What the market was saying by rallying after the Fed’s decision, in my opinion, is that it was long overdue to get this matter settled. Think about it: Then Fed Chairman Ben Bernanke first began warning of an impending end to QE and the first rate hike back in 2013, and the stock markets tanked at least temporarily. Bernanke quickly backed off of that idea and deferred the decision to incoming Fed Chair Janet Yellen.
Yellen officially ended QE in October of last year, and then the debate over the first rate hike began. Note: we’re talking about over a year ago that the Fed began preparing us and the markets for the first hike in the Fed Funds rate. For all of this year, Fed officials hinted at a rate hike repeatedly, but didn’t follow through.
There was talk of a rate hike ahead of the March policy meeting. There was even more ahead of the June policy meeting. And yet more ahead of the September meeting. And even more ahead of the October meeting. Yet at each juncture, the Fed failed to enact what it called “lift-off.”
As I predicted in my E-Letter on Tuesday, Yellen & Company voted yesterday to raise the Fed Funds rate from 0.00%-0.25% to 0.25%-0.50% yesterday. So the drama of the Fed’s first rate hike is finally over. The Fed’s failure to make this decision for over a year is a mystery and is clearly unacceptable, in my opinion. In any event, the uncertainty is over for at least another couple of months.
The Fed’s policy statement after yesterday’s decision emphasized that the FOMC will take a “gradual” approach to subsequent rate hikes. This also explained the rise in the equity markets following yesterday’s lift-off decision.
While the initial stock market reaction to the rate hike yesterday was positive, it remains to be seen what the medium-to-longer-term reaction will be. There is no doubt that QE and the zero-bound Fed Funds rate drove equity values to new high after new high since the bottom in early 2009. Yet since QE ended in October of last year, and we are now clearly into a rate hiking cycle, it is unclear what the next trend in equity prices will be. I’m not optimistic but I could be wrong.
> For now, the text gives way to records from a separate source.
//! OpenAI Responses API 驱动
//!
//! OpenAI Responses API driver (`POST /responses`, `stream: true`).
//! - System instructions go in the top-level `instructions` field.
//! - Text arrives as `response.output_text.delta`.
//! - Usage arrives once, on `response.completed` / `response.incomplete`.
//! - Failures arrive as `response.failed` or a bare `error` event.

use async_trait::async_trait;
use serde_json::{json, Value};
use tracing::debug;

use super::{count, DriverCore, ProviderDriver};
use crate::normalize::RawFault;
use crate::types::message::split_system;
use crate::types::{ProtocolEvent, ProviderEnv, ProviderId, SessionRequest, Usage};
use crate::{ChunkStream, FaultResult, Result};

#[derive(Debug, Clone)]
pub struct OpenAiDriver {
    core: DriverCore,
}

impl OpenAiDriver {
    pub fn new(env: ProviderEnv) -> Result<Self> {
        Ok(Self {
            core: DriverCore::new(ProviderId::OpenAi, env)?,
        })
    }

    pub fn build_body(request: &SessionRequest, model: &str) -> Value {
        let (instructions, turns) =
            split_system(request.system.as_deref(), &request.prompt.to_messages());
        let input: Vec<Value> = turns
            .iter()
            .map(|m| json!({ "role": m.role, "content": m.content }))
            .collect();

        let mut body = json!({
            "model": model,
            "input": input,
            "stream": true,
        });
        if let Some(sys) = instructions {
            body["instructions"] = Value::String(sys);
        }
        if let Some(t) = request.temperature {
            body["temperature"] = json!(t);
        }
        if let Some(max) = request.max_output_tokens {
            body["max_output_tokens"] = json!(max);
        }
        body
    }
}

/// Map one Responses API event.
pub fn map_event(frame: Value) -> FaultResult<Vec<ProtocolEvent>> {
    let event_type = frame.get("type").and_then(|t| t.as_str()).unwrap_or("");

    let events = match event_type {
        "response.created" | "response.in_progress" => vec![ProtocolEvent::running()],
        "response.output_text.delta" => match frame.get("delta").and_then(|d| d.as_str()) {
            Some(delta) if !delta.is_empty() => vec![ProtocolEvent::Text(delta.to_string())],
            _ => vec![],
        },
        "response.output_item.added" => {
            let item_type = frame
                .pointer("/item/type")
                .and_then(|t| t.as_str())
                .unwrap_or("");
            match item_type {
                "" | "message" | "reasoning" => vec![],
                other => vec![ProtocolEvent::running_with(format!("tool: {}", other))],
            }
        }
        "response.completed" => usage_of(&frame).into_iter().collect(),
        "response.incomplete" => {
            let mut out = Vec::new();
            if let Some(reason) = frame
                .pointer("/response/incomplete_details/reason")
                .and_then(|r| r.as_str())
            {
                out.push(ProtocolEvent::running_with(format!("incomplete: {}", reason)));
            }
            out.extend(usage_of(&frame));
            out
        }
        "response.failed" => {
            let error = frame
                .pointer("/response/error")
                .filter(|e| !e.is_null())
                .cloned()
                .unwrap_or_else(|| json!({}));
            return Err(RawFault::Json(error));
        }
        "error" => return Err(RawFault::Json(frame)),
        _ => vec![],
    };
    Ok(events)
}

fn usage_of(frame: &Value) -> Option<ProtocolEvent> {
    let u = frame.pointer("/response/usage")?;
    if u.is_null() {
        return None;
    }
    Some(ProtocolEvent::Usage(Usage::from_counts(
        count(u, "input_tokens"),
        count(u, "output_tokens"),
        count(u, "total_tokens"),
    )))
}

#[async_trait]
impl ProviderDriver for OpenAiDriver {
    fn provider_id(&self) -> ProviderId {
        ProviderId::OpenAi
    }

    fn default_model(&self) -> Option<&str> {
        self.core.default_model()
    }

    async fn stream(&self, request: SessionRequest) -> Result<ChunkStream> {
        let model = self.core.prepare(&request)?;
        let url = self.core.endpoint("responses")?;
        let body = Self::build_body(&request, &model);
        let http = self
            .core
            .stream_request(url, body, &request)
            .header("authorization", &format!("Bearer {}", self.core.api_key()));

        debug!(provider = "openai", model = %model, "opening responses stream");
        Ok(self
            .core
            .sse_session(http, map_event, request.session_token()))
    }
}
So where does the Fed see short-term interest rates going from here? Not that it matters because no one knows what lies ahead, but here are the latest policy committee members’ Fed Fund rate projections for the next three years, on average, from today’s 0.25% to 0.50%:
1.38% by the end of 2016
2.38% by the end of 2017
3.25% by the end of 2018
If that’s how it plays out, and there’s certainly no assurance it will, that means four quarter-point increases in the Fed Funds rate next year, four more in 2017 and three or four more in 2018 – all assuming that inflation moves back to the Fed’s target of 2% sometime next year.
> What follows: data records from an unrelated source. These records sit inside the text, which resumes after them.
//! 会话运行模块：校验厂商身份，先发出 meta，再原样转发驱动的规范流。
//!
//! # Session Runner
//!
//! The entry point for a chat turn. [`run`] checks that the request targets
//! the provider the binding serves, emits [`Chunk::Meta`], then forwards the
//! driver's chunks verbatim.
//!
//! ## Example
//!
//! ```rust,no_run
//! use ai_chat_stream::session::{run, ProviderBinding, Transcript};
//! use ai_chat_stream::types::{ProviderEnv, ProviderId, SessionRequest};
//!
//! # async fn demo() -> ai_chat_stream::Result<()> {
//! let binding = ProviderBinding::from_env(ProviderId::Anthropic, ProviderEnv::new("sk-ant-..."))?;
//! let chunks = run(&binding, SessionRequest::new(ProviderId::Anthropic, "Hello")).await?;
//! let transcript = Transcript::collect(chunks).await;
//! println!("{}", transcript.text());
//! # Ok(())
//! # }
//! ```

mod transcript;

pub use transcript::{Outcome, Transcript};

use futures::{stream, StreamExt};
use std::fmt;
use std::sync::Arc;
use tracing::{debug, info_span, Instrument};
use uuid::Uuid;

use crate::drivers::{create_driver, ProviderDriver};
use crate::error::Error;
use crate::types::{Chunk, ProviderEnv, ProviderId, SessionRequest};
use crate::{ChunkStream, Result};

/// A driver paired with the identity it claims to implement.
#[derive(Clone)]
pub struct ProviderBinding {
    provider_id: ProviderId,
    driver: Arc<dyn ProviderDriver>,
}

impl ProviderBinding {
    pub fn new(driver: Arc<dyn ProviderDriver>) -> Self {
        Self {
            provider_id: driver.provider_id(),
            driver,
        }
    }

    /// Build the driver for `provider_id` and bind it.
    pub fn from_env(provider_id: ProviderId, env: ProviderEnv) -> Result<Self> {
        Ok(Self::new(create_driver(provider_id, env)?))
    }

    pub fn provider_id(&self) -> ProviderId {
        self.provider_id
    }

    pub fn driver(&self) -> &Arc<dyn ProviderDriver> {
        &self.driver
    }
}

impl fmt::Debug for ProviderBinding {
    fn fmt(&self, f: &mut fmt::Formatter<'_>) -> fmt::Result {
        f.debug_struct("ProviderBinding")
            .field("provider_id", &self.provider_id)
            .field("driver", &self.driver)
            .finish()
    }
}

/// Start a session.
///
/// Fails with a configuration error, without touching the driver, when the
/// request targets a different provider than the binding serves. Otherwise the
/// returned stream starts with `meta` and ends with exactly one of `done` or
/// `error`.
pub async fn run(binding: &ProviderBinding, request: SessionRequest) -> Result<ChunkStream> {
    if request.provider_id != binding.provider_id {
        return Err(Error::provider_mismatch(
            binding.provider_id,
            request.provider_id,
        ));
    }

    let model = request
        .requested_model()
        .or_else(|| binding.driver.default_model())
        .map(String::from)
        .ok_or_else(|| Error::missing_model(binding.provider_id))?;

    let session_id = request
        .session_id
        .clone()
        .unwrap_or_else(|| Uuid::new_v4().to_string());
    let request = SessionRequest {
        model: Some(model.clone()),
        session_id: Some(session_id.clone()),
        ..request
    };

    let span = info_span!(
        "session",
        provider = %binding.provider_id,
        model = %model,
        session_id = %session_id
    );
    let body = binding
        .driver
        .stream(request)
        .instrument(span.clone())
        .await?;
    span.in_scope(|| debug!("session started"));

    let meta = Chunk::Meta {
        provider_id: binding.provider_id,
        model,
    };
    Ok(Box::pin(stream::once(async move { meta }).chain(body)))
}

#[cfg(test)]
mod tests {
    use super::*;
    use crate::pipeline::{wrap_lifecycle, FallbackMessages, VendorStream};
    use crate::types::{ProtocolEvent, Status};
    use async_trait::async_trait;
    use std::sync::atomic::{AtomicUsize, Ordering};

    /// Replays canned events through the lifecycle wrapper.
    #[derive(Debug)]
    struct ScriptedDriver {
        provider: ProviderId,
        calls: Arc<AtomicUsize>,
        events: Vec<ProtocolEvent>,
    }

    #[async_trait]
    impl ProviderDriver for ScriptedDriver {
        fn provider_id(&self) -> ProviderId {
            self.provider
        }

        fn default_model(&self) -> Option<&str> {
            Some("scripted-1")
        }

        async fn stream(&self, request: SessionRequest) -> Result<ChunkStream> {
            self.calls.fetch_add(1, Ordering::SeqCst);
            let items: Vec<_> = self.events.iter().cloned().map(Ok).collect();
            Ok(wrap_lifecycle(
                move |_| async move {
                    Ok(Box::pin(stream::iter(items)) as VendorStream<ProtocolEvent>)
                },
                |e| Ok(vec![e]),
                FallbackMessages::for_vendor("Scripted"),
                request.session_token(),
            ))
        }
    }

    fn binding(events: Vec<ProtocolEvent>) -> (ProviderBinding, Arc<AtomicUsize>) {
        let calls = Arc::new(AtomicUsize::new(0));
        let driver = ScriptedDriver {
            provider: ProviderId::OpenAi,
            calls: calls.clone(),
            events,
        };
        (ProviderBinding::new(Arc::new(driver)), calls)
    }

    #[tokio::test]
    async fn mismatch_fails_before_driver_is_called() {
        let (binding, calls) = binding(vec![]);
        let err = run(&binding, SessionRequest::new(ProviderId::Gemini, "hi"))
            .await
            .err()
            .expect("mismatch must fail");
        assert!(err.is_configuration());
        assert!(err.message().starts_with("provider mismatch"));
        assert_eq!(calls.load(Ordering::SeqCst), 0);
    }

    #[tokio::test]
    async fn meta_leads_and_model_resolves() {
        let (binding, calls) = binding(vec![ProtocolEvent::Text("hey".into())]);
        let chunks: Vec<Chunk> = run(&binding, SessionRequest::new(ProviderId::OpenAi, "hi"))
            .await
            .unwrap()
            .collect()
            .await;
        assert_eq!(
            chunks[0],
            Chunk::Meta {
                provider_id: ProviderId::OpenAi,
                model: "scripted-1".into()
            }
        );
        assert_eq!(chunks[1], Chunk::status(Status::Running));
        assert_eq!(chunks.last(), Some(&Chunk::Done));
        assert_eq!(calls.load(Ordering::SeqCst), 1);
    }
}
The Fed’s preferred measure of inflation has run below its 2% objective for more than three years. The Fed focused extra attention on the inflation outlook in its statement yesterday, saying it would “carefully monitor” actual and expected progress toward the goal. This point implied the Fed will be reluctant to raise rates again unless it sees inflation actually moving up. For now, officials said they were “reasonably confident” inflation would rise.
The question is, what if it doesn’t? What if inflation doesn’t rise next year, as the Fed has been telling us it would for over two years? If not, will the Fed postpone the interest rate increases suggested above? We’ll see.
The stock markets rallied yesterday largely on the idea that the uncertainty on lift-off is finally over. Yet my point is, the financial markets are very likely to come to the realization that the uncertainty is far from over and even more questions lie just ahead.
In any case, I am thrilled that I don’t have to talk about the Fed for a while. I’m guessing you are too. While Fed-watching is a necessary evil, it will be nice to focus on much more interesting topics!